According to the Patanjali official, palm oil cultivation will boost local farmers' income and the state's per capita income, drive industrialization in the edible oil sector, create jobs for youth, ensure a steady edible oil supply, and increase state revenue. "Additionally, it will provide year-round employment for rural communities, diversify crop options, enhance productivity, and generate extra income through mixed farming, reducing losses from crop failures caused by weather," he added.

Farmers benefit from an available market for their produce, with collection centers provided for FFBs, eliminating the need for intermediaries. Patanjali also offers a buy-back agreement, and procurement prices are determined by the government every month (Global MSP), ensuring year-round assured income for farmers. The Department of Agriculture also provides subsidies for various aspects of oil palm cultivation under the NMEO-OP scheme, including seedlings, crop maintenance, intercropping, drip irrigation, tools and implements, vermicomposting, and fencing, along with free technical advice and support from experts.

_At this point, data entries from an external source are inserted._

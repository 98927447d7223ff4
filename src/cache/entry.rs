//! Cache Entry Module
//!
//! Defines a single cached item and the handle used to address it.

use crate::error::{CacheError, Result};

// == Entry Id ==
/// Stable handle of an entry inside the recency list arena.
///
/// Handles are only meaningful for the list that issued them and are
/// recycled once the entry they name is disposed.
#[derive(Debug, Clone, Copy, PartialEq, Eq, Hash)]
pub struct EntryId(pub(crate) usize);

impl EntryId {
    /// Returns the raw arena slot.
    pub fn slot(self) -> usize {
        self.0
    }
}

// == Cache Entry ==
/// One cached key/payload record.
///
/// The payload is always owned by the entry; callers hand in a borrowed
/// slice and the cache keeps its own copy.
#[derive(Debug)]
pub struct Entry {
    key: String,
    content_type: String,
    payload: Box<[u8]>,
    pub(crate) prev: Option<EntryId>,
    pub(crate) next: Option<EntryId>,
}

impl Entry {
    // == Constructor ==
    /// Creates an unlinked entry, copying `payload` into cache-owned storage.
    ///
    /// Fails with `AllocationFailed` instead of aborting when the copy cannot
    /// be allocated.
    pub fn new(key: String, content_type: String, payload: &[u8]) -> Result<Self> {
        Ok(Self {
            key,
            content_type,
            payload: copy_payload(payload)?,
            prev: None,
            next: None,
        })
    }

    pub fn key(&self) -> &str {
        &self.key
    }

    pub fn content_type(&self) -> &str {
        &self.content_type
    }

    pub fn payload(&self) -> &[u8] {
        &self.payload
    }

    /// Byte count of the payload.
    pub fn length(&self) -> usize {
        self.payload.len()
    }

    // == Replace ==
    /// Swaps in a new content type and payload, keeping key and links.
    ///
    /// Returns the length of the payload that was released.
    pub(crate) fn replace(&mut self, content_type: String, payload: Box<[u8]>) -> usize {
        let released = self.payload.len();
        self.content_type = content_type;
        self.payload = payload;
        released
    }

    /// Consumes the entry, releasing its payload and keeping only the key.
    pub(crate) fn into_key(self) -> String {
        self.key
    }

    /// Clears both list links.
    pub(crate) fn reset_links(&mut self) {
        self.prev = None;
        self.next = None;
    }
}

// == Utility Functions ==
/// Copies a caller-owned buffer into a fresh boxed slice.
pub(crate) fn copy_payload(payload: &[u8]) -> Result<Box<[u8]>> {
    let mut buf = Vec::new();
    buf.try_reserve_exact(payload.len()).map_err(|e| {
        CacheError::AllocationFailed(format!("payload of {} bytes: {}", payload.len(), e))
    })?;
    buf.extend_from_slice(payload);
    Ok(buf.into_boxed_slice())
}

// == Unit Tests ==
#[cfg(test)]
mod tests {
    use super::*;

    #[test]
    fn test_entry_creation() {
        let entry = Entry::new("/index.html".to_string(), "text/html".to_string(), b"<h1>hi</h1>")
            .unwrap();

        assert_eq!(entry.key(), "/index.html");
        assert_eq!(entry.content_type(), "text/html");
        assert_eq!(entry.payload(), b"<h1>hi</h1>");
        assert_eq!(entry.length(), 11);
        assert!(entry.prev.is_none());
        assert!(entry.next.is_none());
    }

    #[test]
    fn test_entry_copies_payload() {
        let mut source = vec![1u8, 2, 3];
        let entry = Entry::new("k".to_string(), "application/octet-stream".to_string(), &source)
            .unwrap();

        source[0] = 99;
        assert_eq!(entry.payload(), &[1, 2, 3]);
    }

    #[test]
    fn test_entry_empty_payload() {
        let entry = Entry::new("empty".to_string(), "text/plain".to_string(), &[]).unwrap();
        assert_eq!(entry.length(), 0);
        assert!(entry.payload().is_empty());
    }

    #[test]
    fn test_entry_binary_payload_with_nul() {
        let data = [0u8, 0xff, 0, 7];
        let entry = Entry::new("bin".to_string(), "image/png".to_string(), &data).unwrap();
        assert_eq!(entry.length(), 4);
        assert_eq!(entry.payload(), &data);
    }

    #[test]
    fn test_entry_replace() {
        let mut entry = Entry::new("k".to_string(), "text/plain".to_string(), b"old").unwrap();
        entry.prev = Some(EntryId(3));

        let released = entry.replace("text/html".to_string(), copy_payload(b"newer").unwrap());

        assert_eq!(released, 3);
        assert_eq!(entry.content_type(), "text/html");
        assert_eq!(entry.payload(), b"newer");
        assert_eq!(entry.prev, Some(EntryId(3)));
    }

    #[test]
    fn test_entry_reset_links() {
        let mut entry = Entry::new("k".to_string(), "text/plain".to_string(), b"v").unwrap();
        entry.prev = Some(EntryId(1));
        entry.next = Some(EntryId(2));

        entry.reset_links();

        assert!(entry.prev.is_none());
        assert!(entry.next.is_none());
    }
}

With farmers expected to earn an income ranging from Rs 4 to 5 lakh per hectare, this can be proven as a potential sector for the region's economic growth, according to Singh.

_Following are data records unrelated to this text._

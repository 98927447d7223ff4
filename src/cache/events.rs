//! Cache Events Module
//!
//! Observer hook invoked at each entry state transition.

use std::fmt;

// == Cache Event ==
/// A state transition of a single entry.
#[derive(Debug, Clone, Copy, PartialEq, Eq)]
pub enum CacheEvent<'a> {
    /// A new key was linked at the head
    Inserted { key: &'a str, length: usize },
    /// An existing entry was moved to the head by a lookup
    Promoted { key: &'a str },
    /// An existing key was overwritten in place
    Replaced {
        key: &'a str,
        old_length: usize,
        new_length: usize,
    },
    /// The tail entry was dropped to make room
    Evicted { key: &'a str, length: usize },
    /// An entry was unlinked on request and handed back to the caller
    Removed { key: &'a str, length: usize },
    /// An entry was released during teardown
    Disposed { key: &'a str, length: usize },
}

impl CacheEvent<'_> {
    /// Key of the entry this event concerns.
    pub fn key(&self) -> &str {
        match self {
            CacheEvent::Inserted { key, .. }
            | CacheEvent::Promoted { key }
            | CacheEvent::Replaced { key, .. }
            | CacheEvent::Evicted { key, .. }
            | CacheEvent::Removed { key, .. }
            | CacheEvent::Disposed { key, .. } => key,
        }
    }
}

impl fmt::Display for CacheEvent<'_> {
    fn fmt(&self, f: &mut fmt::Formatter<'_>) -> fmt::Result {
        match self {
            CacheEvent::Inserted { key, length } => write!(f, "inserted {} ({} bytes)", key, length),
            CacheEvent::Promoted { key } => write!(f, "promoted {}", key),
            CacheEvent::Replaced {
                key,
                old_length,
                new_length,
            } => write!(f, "replaced {} ({} -> {} bytes)", key, old_length, new_length),
            CacheEvent::Evicted { key, length } => write!(f, "evicted {} ({} bytes)", key, length),
            CacheEvent::Removed { key, length } => write!(f, "removed {} ({} bytes)", key, length),
            CacheEvent::Disposed { key, length } => write!(f, "disposed {} ({} bytes)", key, length),
        }
    }
}

// == Cache Observer ==
/// Receives every `CacheEvent` emitted by a cache.
///
/// Observers cannot influence the operation that emitted the event.
pub trait CacheObserver: Send {
    fn on_event(&mut self, event: &CacheEvent<'_>);
}

impl<F> CacheObserver for F
where
    F: FnMut(&CacheEvent<'_>) + Send,
{
    fn on_event(&mut self, event: &CacheEvent<'_>) {
        self(event)
    }
}

// == Unit Tests ==
#[cfg(test)]
mod tests {
    use super::*;

    #[test]
    fn test_event_key() {
        let event = CacheEvent::Evicted {
            key: "/a.txt",
            length: 3,
        };
        assert_eq!(event.key(), "/a.txt");
        assert_eq!(CacheEvent::Promoted { key: "b" }.key(), "b");
    }

    #[test]
    fn test_event_display() {
        let event = CacheEvent::Replaced {
            key: "k",
            old_length: 1,
            new_length: 4,
        };
        assert_eq!(event.to_string(), "replaced k (1 -> 4 bytes)");
    }

    fn emit_all<F: FnMut(&CacheEvent<'_>) + Send>(mut observer: F) {
        observer.on_event(&CacheEvent::Promoted { key: "x" });
        observer.on_event(&CacheEvent::Promoted { key: "y" });
    }

    #[test]
    fn test_closure_observer() {
        let mut seen = Vec::new();
        emit_all(|event| seen.push(event.key().to_string()));
        assert_eq!(seen, vec!["x", "y"]);
    }
}
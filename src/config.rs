//! Configuration Module
//!
//! Handles loading cache configuration from environment variables.

use std::env;
use std::path::PathBuf;

/// File cache configuration parameters.
///
/// All values can be configured via environment variables with sensible defaults.
/// Range checks happen when the cache is created, not here.
#[derive(Debug, Clone)]
pub struct Config {
    /// Maximum number of entries the cache can hold
    pub max_entries: usize,
    /// Initial index capacity, 0 selects the engine default
    pub index_hint: usize,
    /// Directory that requested paths are resolved against
    pub root: PathBuf,
}

impl Config {
    /// Creates a new Config by loading values from environment variables.
    ///
    /// # Environment Variables
    /// - `CACHE_MAX_ENTRIES` - Maximum cache entries (default: 10)
    /// - `CACHE_INDEX_HINT` - Index sizing hint (default: 0)
    /// - `CACHE_ROOT` - Directory to serve files from (default: `.`)
    pub fn from_env() -> Self {
        let defaults = Self::default();
        Self {
            max_entries: env::var("CACHE_MAX_ENTRIES")
                .ok()
                .and_then(|v| v.parse().ok())
                .unwrap_or(defaults.max_entries),
            index_hint: env::var("CACHE_INDEX_HINT")
                .ok()
                .and_then(|v| v.parse().ok())
                .unwrap_or(defaults.index_hint),
            root: env::var_os("CACHE_ROOT")
                .map(PathBuf::from)
                .unwrap_or(defaults.root),
        }
    }
}

impl Default for Config {
    fn default() -> Self {
        Self {
            max_entries: 10,
            index_hint: 0,
            root: PathBuf::from("."),
        }
    }
}
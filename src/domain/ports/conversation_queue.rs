use crate::domain::entities::Conversation;
use crate::domain::errors::DomainResult;
use async_trait::async_trait;

/// Pending conversations waiting for an agent
#[async_trait]
pub trait ConversationQueue: Send + Sync {
    async fn enqueue(&self, conversation: Conversation) -> DomainResult<()>;
    /// Snapshot of pending conversations, oldest first; does not remove anything
    async fn list_pending(&self) -> DomainResult<Vec<Conversation>>;
    /// Remove a conversation; `false` when it was already taken
    async fn take(&self, conversation_id: &str) -> DomainResult<bool>;
    /// Resolves when something was enqueued since the last wait
    async fn wait_for_pending(&self);
}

Furthermore, palm oil cultivation allows for intercropping with various crops such as ginger, chili, tea, and banana, presenting additional income opportunities for farmers, he added. It also requires fewer pesticides and fertilizers compared to other vegetable oil crops, and plantations can be established on degraded land without resorting to deforestation, Singh shared.

With superior planting materials, Singh said, efficient irrigation, and effective management practices, oil palm cultivation can yield between 20 to 35 metric tons of FFB per hectare. "In comparison to traditional oilseeds, palm oil boasts a yield that is five times higher, presenting a significant advantage."

Particularly noteworthy is that oil palm cultivation requires significantly less land than other oil crops. "For instance, to produce one metric ton of major oil types: palm oil requires approximately 0.26 hectares, while rapeseed oil needs 1.25 hectares, sunflower oil requires 1.43 hectares, and soybean oil demands around 2 hectares," Singh told Business North East.

Palm oil finds application in a multitude of industries, including food, skincare products, and cosmetics, with its usage steadily increasing. 

Looking ahead, Singh further speaks, with 22 manufacturing units boasting a combined refining capacity exceeding 11,000 tonnes per day and a packaging capacity of 10,000 tonnes per day, Patanjali has exclusive procurement rights to over two lakh hectares of land across India, suitable for palm oil cultivation. The company has a presence in palm oil cultivation across 12 states, with over 1 lakh farm families now engaged in oil palm cultivation.

Patanjali is investing comprehensively to ensure the success of its initiatives, with plans to collaborate with the Ministry of DoNER, the North Eastern Council, under the Prime Minister's Development Initiative for the Northeast Region (PM-DevINE) scheme. "This will make the farmers of the Northeast self-sustainable and self-reliant by establishing a Center of Excellence for Oil Palm in the region and setting up a CPO Refinery for palm oil in the Northeast,"  Singh said.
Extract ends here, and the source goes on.